The Supreme Court's reliance on John Marshall's rulings in Aaron Burr's Treason trial to resolve Trump v. Vance raises some interesting questions and points.

  1. Was the Burr trial the most important in American history? If not, what was? There's a fun cocktail party debate. 
  2. The Burr Trial is the only significant time where we see Chief Justice Marshall acting alone as a judge. Everything he did on the Supreme Court was done in collaboration with at least some colleagues. It's easy to overlook this fact.
  3. Some quick research suggests that citing the Burr Trial as a precedent coincided with the start of Marshall-mania in 1895. In that year, the Court relied heavily on Marbury to justify its decision in Pollock and cited the Burr Trial in a significant way for the first time (in Sparf and Hansen), one of my favorite sets of Supreme Court opinions. Marshall's reputation before 1895 was not as strong as it was after that year.

UPDATE: Orin Kerr correctly points out that Marshall was not acting alone: he sat alongside a District Judge. I should have been clearer about that. In practice, District Judges rarely challenged a Circuit Justice unless the Justice wanted a legal question appealed to the Supreme Court, which required a formal disagreement. (One of Washington's District Judge partners basically just cracked the occasional joke during circuit case.) We can, therefore, be confident that Marshall's rulings in the Burr Trial were his own rather than the product of extended consultation. 

Posted by Gerard Magliocca on July 13, 2020 at 07:55 PM | Permalink

Comments

I'm not sure how important the trial was.

There were various famous trials in the the 19th and early 20th Centuries. One can debate how important one or the other might be. But, they all seem pretty important vis-a-vis the Burr trial. Yes, John Brown included.

There is some lingering law from this one (including habeas) but even there I'm unsure that others cannot be find with important legal significant. Maybe, this was the FIRST big one?

Posted by: Joe | Jul 14, 2020 1:32:37 PM

I'm not sure how important the trial was.

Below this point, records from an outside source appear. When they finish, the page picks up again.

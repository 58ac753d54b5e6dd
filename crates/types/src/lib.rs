//! Core types module - shared data structures and constants
//!
//! This module defines the fundamental types used throughout the workspace.
//! All types are plain data with no game logic, making them usable in any context
//! (core simulation, command layer, terminal rendering, external renderers via serde).
//!
//! # Grid Dimensions
//!
//! The play volume is a fixed 6 x 6 x 12 box:
//!
//! - **Width** (`x`): 6 cells (indexed 0-5)
//! - **Depth** (`z`): 6 cells (indexed 0-5)
//! - **Height** (`y`): 12 layers (indexed 0-11, 0 is the floor)
//!
//! Pieces spawn with their highest cube in layer 11; any cube left in that layer after a
//! lock ends the game.
//!
//! # Timing and Scoring
//!
//! | Constant | Value | Description |
//! |----------|-------|-------------|
//! | `GRAVITY_MS` | 1000 | Interval between gravity steps |
//! | `FRAME_MS` | 16 | Terminal frontend frame interval (~60 FPS) |
//! | `CUBE_SCORE` | 2 | Points per locked cube |
//! | `ROW_SCORE` | 10 | Points per cleared layer |
//!
//! # Half-cell coordinates
//!
//! Piece offsets and piece positions are integer-or-half-integer. They are stored
//! exactly as [`HalfVec3`], which counts half cells. A cube's grid cell is the
//! floor of `position + offset` on every axis.
//!
//! # Examples
//!
//! ```
//! use tris3d_types::{GameAction, HalfVec3, PieceKind, GRID_HEIGHT, GRID_WIDTH};
//!
//! let kind = PieceKind::from_str("t").unwrap();
//! assert_eq!(kind, PieceKind::T);
//!
//! let action = GameAction::from_str("rotateX").unwrap();
//! assert_eq!(action, GameAction::RotateX);
//!
//! // (2.5, 0.5, -0.5) sits in cell (2, 0, -1)
//! let p = HalfVec3::new(5, 1, -1);
//! assert_eq!(p.cell(), tris3d_types::GridPos::new(2, 0, -1));
//!
//! assert_eq!(GRID_WIDTH, 6);
//! assert_eq!(GRID_HEIGHT, 12);
//! ```

use std::ops::{Add, Neg};

use serde::{Deserialize, Serialize};

/// Grid width in cells along x (6)
pub const GRID_WIDTH: u8 = 6;

/// Grid depth in cells along z (6)
pub const GRID_DEPTH: u8 = 6;

/// Grid height in layers along y (12)
pub const GRID_HEIGHT: u8 = 12;

/// Index of the topmost layer; occupancy here after a lock is game over
pub const TOP_LAYER: u8 = GRID_HEIGHT - 1;

/// Number of cells in one horizontal layer
pub const LAYER_CELLS: usize = GRID_WIDTH as usize * GRID_DEPTH as usize;

/// Gravity interval (1000ms = one layer per second)
pub const GRAVITY_MS: u32 = 1000;

/// Frame interval of the terminal frontend in milliseconds (16ms ≈ 60 FPS)
pub const FRAME_MS: u32 = 16;

/// Every catalog piece is a tetracube
pub const CUBES_PER_PIECE: usize = 4;

/// Points awarded for each locked cube
pub const CUBE_SCORE: u32 = 2;

/// Points awarded for each cleared layer
pub const ROW_SCORE: u32 = 10;

/// Copies of each piece kind added to the bag per refill
pub const BAG_COPIES: usize = 3;

/// Elemental rotations composed when orienting a freshly drawn piece
pub const RANDOM_ORIENT_STEPS: usize = 5;


/// The ten piece kinds
///
/// Seven flat tetrominoes plus the three chiral/branching tetracubes that only exist
/// in three dimensions:
/// - **I**: Cyan, straight bar
/// - **O**: Yellow, 2x2 square
/// - **T**: Purple, T-shaped
/// - **S**: Green, S-shaped
/// - **Z**: Red, Z-shaped (mirror of S)
/// - **J**: Blue, J-shaped
/// - **L**: Orange, L-shaped (mirror of J)
/// - **Branch**: Pink, three arms from one corner cube
/// - **ScrewLeft** / **ScrewRight**: Teal / Olive, twisted mirror pair
#[derive(Debug, Clone, Copy, PartialEq, Eq, Hash, Serialize, Deserialize)]
pub enum PieceKind {
    I,
    O,
    T,
    S,
    Z,
    J,
    L,
    Branch,
    ScrewLeft,
    ScrewRight,
}

impl PieceKind {
    /// Every kind, in catalog order
    pub const ALL: [PieceKind; 10] = [
        PieceKind::I,
        PieceKind::O,
        PieceKind::T,
        PieceKind::S,
        PieceKind::Z,
        PieceKind::J,
        PieceKind::L,
        PieceKind::Branch,
        PieceKind::ScrewLeft,
        PieceKind::ScrewRight,
    ];

    /// Parse piece kind from string (case-insensitive)
    ///
    /// # Examples
    ///
    /// ```
    /// use tris3d_types::PieceKind;
    ///
    /// assert_eq!(PieceKind::from_str("i"), Some(PieceKind::I));
    /// assert_eq!(PieceKind::from_str("Branch"), Some(PieceKind::Branch));
    /// assert_eq!(PieceKind::from_str("screw_left"), Some(PieceKind::ScrewLeft));
    /// assert_eq!(PieceKind::from_str("unknown"), None);
    /// ```
    pub fn from_str(s: &str) -> Option<Self> {
        match s.to_lowercase().as_str() {
            "i" => Some(PieceKind::I),
            "o" => Some(PieceKind::O),
            "t" => Some(PieceKind::T),
            "s" => Some(PieceKind::S),
            "z" => Some(PieceKind::Z),
            "j" => Some(PieceKind::J),
            "l" => Some(PieceKind::L),
            "branch" => Some(PieceKind::Branch),
            "screw_left" | "screwleft" => Some(PieceKind::ScrewLeft),
            "screw_right" | "screwright" => Some(PieceKind::ScrewRight),
            _ => None,
        }
    }

    /// Convert to lowercase string representation
    pub fn as_str(&self) -> &'static str {
        match self {
            PieceKind::I => "i",
            PieceKind::O => "o",
            PieceKind::T => "t",
            PieceKind::S => "s",
            PieceKind::Z => "z",
            PieceKind::J => "j",
            PieceKind::L => "l",
            PieceKind::Branch => "branch",
            PieceKind::ScrewLeft => "screw_left",
            PieceKind::ScrewRight => "screw_right",
        }
    }
}

/// Principal rotation axis
#[derive(Debug, Clone, Copy, PartialEq, Eq, Hash, Serialize, Deserialize)]
pub enum Axis {
    X,
    Y,
    Z,
}

/// 24-bit RGB display color of a placed cube
#[derive(Debug, Clone, Copy, PartialEq, Eq, Hash, Default, Serialize, Deserialize)]
pub struct Color {
    pub r: u8,
    pub g: u8,
    pub b: u8,
}

impl Color {
    pub const fn new(r: u8, g: u8, b: u8) -> Self {
        Self { r, g, b }
    }
}

/// A cell of the grid
///
/// - `None`: Empty cell
/// - `Some(Color)`: A locked cube of that color
pub type Cell = Option<Color>;

/// Integer grid coordinate of a single cell.
///
/// May lie outside the grid; bounds are checked by the grid store.
#[derive(Debug, Clone, Copy, PartialEq, Eq, Hash, Serialize, Deserialize)]
pub struct GridPos {
    pub x: i8,
    pub y: i8,
    pub z: i8,
}

impl GridPos {
    pub const fn new(x: i8, y: i8, z: i8) -> Self {
        Self { x, y, z }
    }
}

/// A point or offset measured in half cells.
///
/// `HalfVec3::new(3, 0, -1)` is the point `(1.5, 0.0, -0.5)`.
#[derive(Debug, Clone, Copy, PartialEq, Eq, Hash, Default, Serialize, Deserialize)]
pub struct HalfVec3 {
    pub x: i8,
    pub y: i8,
    pub z: i8,
}

impl HalfVec3 {
    pub const ZERO: HalfVec3 = HalfVec3::new(0, 0, 0);

    pub const fn new(x: i8, y: i8, z: i8) -> Self {
        Self { x, y, z }
    }

    /// Whole-cell displacement.
    pub const fn cells(dx: i8, dy: i8, dz: i8) -> Self {
        Self::new(dx * 2, dy * 2, dz * 2)
    }

    /// The grid cell containing this point (floor on each axis).
    pub const fn cell(self) -> GridPos {
        GridPos::new(
            self.x.div_euclid(2),
            self.y.div_euclid(2),
            self.z.div_euclid(2),
        )
    }

    /// Convert to floating point cell units (for renderers).
    pub fn to_f32(self) -> [f32; 3] {
        [
            f32::from(self.x) / 2.0,
            f32::from(self.y) / 2.0,
            f32::from(self.z) / 2.0,
        ]
    }
}

impl Add for HalfVec3 {
    type Output = HalfVec3;

    fn add(self, rhs: HalfVec3) -> HalfVec3 {
        HalfVec3::new(self.x + rhs.x, self.y + rhs.y, self.z + rhs.z)
    }
}

impl Neg for HalfVec3 {
    type Output = HalfVec3;

    fn neg(self) -> HalfVec3 {
        HalfVec3::new(-self.x, -self.y, -self.z)
    }
}

/// Lifecycle phase of a game
///
/// NotStarted → Running ⇄ Paused; Running → GameOver; any → NotStarted via reset.
#[derive(Debug, Clone, Copy, PartialEq, Eq, Hash, Default, Serialize, Deserialize)]
pub enum GamePhase {
    #[default]
    NotStarted,
    Running,
    Paused,
    GameOver,
}

impl GamePhase {
    pub fn as_str(&self) -> &'static str {
        match self {
            GamePhase::NotStarted => "not_started",
            GamePhase::Running => "running",
            GamePhase::Paused => "paused",
            GamePhase::GameOver => "game_over",
        }
    }
}

/// Horizontal camera heading, quantized to the four directions the camera can
/// face when looking into the play volume.
///
/// Forward/back/left/right input is resolved against the heading so that "forward"
/// always moves the piece away from the viewer.
#[derive(Debug, Clone, Copy, PartialEq, Eq, Hash, Default, Serialize, Deserialize)]
pub enum CameraHeading {
    /// Looking toward -z (the initial camera)
    #[default]
    NegZ,
    PosX,
    PosZ,
    NegX,
}

impl CameraHeading {
    /// Clockwise order seen from above.
    pub const ALL: [CameraHeading; 4] = [
        CameraHeading::NegZ,
        CameraHeading::PosX,
        CameraHeading::PosZ,
        CameraHeading::NegX,
    ];

    /// Unit step (dx, dz) pointing away from the viewer
    pub fn forward(&self) -> (i8, i8) {
        match self {
            CameraHeading::NegZ => (0, -1),
            CameraHeading::PosX => (1, 0),
            CameraHeading::PosZ => (0, 1),
            CameraHeading::NegX => (-1, 0),
        }
    }

    /// Unit step (dx, dz) toward the viewer's right hand
    pub fn right(&self) -> (i8, i8) {
        let (fx, fz) = self.forward();
        (-fz, fx)
    }

    /// Planar step (dx, dz) for a move action seen from this heading
    ///
    /// Returns `None` for actions that are not horizontal moves.
    pub fn resolve(&self, action: GameAction) -> Option<(i8, i8)> {
        let (fx, fz) = self.forward();
        let (rx, rz) = self.right();
        match action {
            GameAction::MoveForward => Some((fx, fz)),
            GameAction::MoveBack => Some((-fx, -fz)),
            GameAction::MoveRight => Some((rx, rz)),
            GameAction::MoveLeft => Some((-rx, -rz)),
            _ => None,
        }
    }

    /// Orbit the camera a quarter turn clockwise
    pub fn turn_right(&self) -> Self {
        match self {
            CameraHeading::NegZ => CameraHeading::PosX,
            CameraHeading::PosX => CameraHeading::PosZ,
            CameraHeading::PosZ => CameraHeading::NegX,
            CameraHeading::NegX => CameraHeading::NegZ,
        }
    }

    /// Orbit the camera a quarter turn counter-clockwise
    pub fn turn_left(&self) -> Self {
        match self {
            CameraHeading::NegZ => CameraHeading::NegX,
            CameraHeading::NegX => CameraHeading::PosZ,
            CameraHeading::PosZ => CameraHeading::PosX,
            CameraHeading::PosX => CameraHeading::NegZ,
        }
    }

    pub fn turned(&self, turn: Turn) -> Self {
        match turn {
            Turn::Left => self.turn_left(),
            Turn::Right => self.turn_right(),
        }
    }

    pub fn as_str(&self) -> &'static str {
        match self {
            CameraHeading::NegZ => "-z",
            CameraHeading::PosX => "+x",
            CameraHeading::PosZ => "+z",
            CameraHeading::NegX => "-x",
        }
    }
}

/// Quarter-turn camera orbit direction
#[derive(Debug, Clone, Copy, PartialEq, Eq, Hash, Serialize, Deserialize)]
pub enum Turn {
    Left,
    Right,
}

/// Semantic input events accepted by the game
///
/// These are produced by any input collaborator (keyboard, scripted tests, bots).
/// No raw device codes cross this boundary.
#[derive(Debug, Clone, Copy, PartialEq, Eq, Serialize, Deserialize)]
pub enum GameAction {
    /// Begin a new game from NotStarted
    Start,
    /// Move one cell away from the viewer
    MoveForward,
    /// Move one cell toward the viewer
    MoveBack,
    /// Move one cell to the viewer's left
    MoveLeft,
    /// Move one cell to the viewer's right
    MoveRight,
    /// Rotate 90° about the x axis
    RotateX,
    /// Rotate 90° about the y axis
    RotateY,
    /// Rotate 90° about the z axis
    RotateZ,
    /// Drop straight down and lock immediately
    HardDrop,
    /// Toggle between Running and Paused
    Pause,
    /// Clear everything and return to NotStarted
    Reset,
}

impl GameAction {
    /// Parse action from string
    ///
    /// # Examples
    ///
    /// ```
    /// use tris3d_types::GameAction;
    ///
    /// assert_eq!(GameAction::from_str("moveLeft"), Some(GameAction::MoveLeft));
    /// assert_eq!(GameAction::from_str("rotateZ"), Some(GameAction::RotateZ));
    /// assert_eq!(GameAction::from_str("hardDrop"), Some(GameAction::HardDrop));
    /// assert_eq!(GameAction::from_str("unknown"), None);
    /// ```
    pub fn from_str(s: &str) -> Option<Self> {
        match s.to_lowercase().as_str() {
            "start" => Some(GameAction::Start),
            "moveforward" => Some(GameAction::MoveForward),
            "moveback" => Some(GameAction::MoveBack),
            "moveleft" => Some(GameAction::MoveLeft),
            "moveright" => Some(GameAction::MoveRight),
            "rotatex" => Some(GameAction::RotateX),
            "rotatey" => Some(GameAction::RotateY),
            "rotatez" => Some(GameAction::RotateZ),
            "harddrop" => Some(GameAction::HardDrop),
            "pause" => Some(GameAction::Pause),
            "reset" => Some(GameAction::Reset),
            _ => None,
        }
    }

    /// Convert to camelCase string
    pub fn as_str(&self) -> &'static str {
        match self {
            GameAction::Start => "start",
            GameAction::MoveForward => "moveForward",
            GameAction::MoveBack => "moveBack",
            GameAction::MoveLeft => "moveLeft",
            GameAction::MoveRight => "moveRight",
            GameAction::RotateX => "rotateX",
            GameAction::RotateY => "rotateY",
            GameAction::RotateZ => "rotateZ",
            GameAction::HardDrop => "hardDrop",
            GameAction::Pause => "pause",
            GameAction::Reset => "reset",
        }
    }

    /// Rotation axis for the rotate actions
    pub fn axis(&self) -> Option<Axis> {
        match self {
            GameAction::RotateX => Some(Axis::X),
            GameAction::RotateY => Some(Axis::Y),
            GameAction::RotateZ => Some(Axis::Z),
            _ => None,
        }
    }
}

/// Core-side event emitted after a piece locks.
#[derive(Debug, Clone, Copy, PartialEq, Eq, Serialize, Deserialize)]
pub struct LockEvent {
    pub kind: PieceKind,
    /// Cubes newly added to the grid; below 4 when the piece locked over occupied cells
    pub cubes: u32,
    pub rows_cleared: u32,
    pub points: u32,
    pub game_over: bool,
}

There were various famous trials in the the 19th and early 20th Centuries. One can debate how important one or the other might be. But, they all seem pretty important vis-a-vis the Burr trial. Yes, John Brown included.

There is some lingering law from this one (including habeas) but even there I'm unsure that others cannot be find with important legal significant. Maybe, this was the FIRST big one?

Posted by: Joe | Jul 14, 2020 1:32:37 PM

Trials are often overlooked by legal scholars, so thanks for asking the first question. I would say that the 1859 trial of John Brown in Virginia was the most important in U.S. history. It was certainly the most consequential, given the role it played in sparking the Civil War.

Posted by: Steven Lubet | Jul 14, 2020 11:04:15 AM

Marty,

I would argue that Stuart was not significant in Marshall's case because the Justices more or less decided before they resumed circuit riding that the repeal of the Judiciary Act of 1801 would stand. I go into that a fair bit in the book.

Posted by: Gerard | Jul 14, 2020 9:28:26 AM

Also not the only significant time he acted alone as a judge. He decided Stuart v. Laird while riding circuit, and therefore recused from the case when it reached the SCOTUS. (At the time, Stuart was understood to be far more important than Marbury, which the Court decided six days earlier. Marshal's recusal practice would sure look strange today. He might have recused in Stuart, but he didn't do so in Marbury despite the fact that Marshall was the executive actor who failed to deliver the commissions!)

Posted by: Marty Lederman | Jul 14, 2020 9:01:30 AM

Re (2), technically Marshall was not acting alone. Under the Judiciary Act of 1802, he joined on the bench by a district judge, Cyrus Griffin, who was the only district judge in the District of Virginia at the time. But Griffin was almost completely silent the entire time -- he made only one comment in the entire proceedings, about the facts of a prior case he had heard -- and it appears that he completely deferred to Marshall.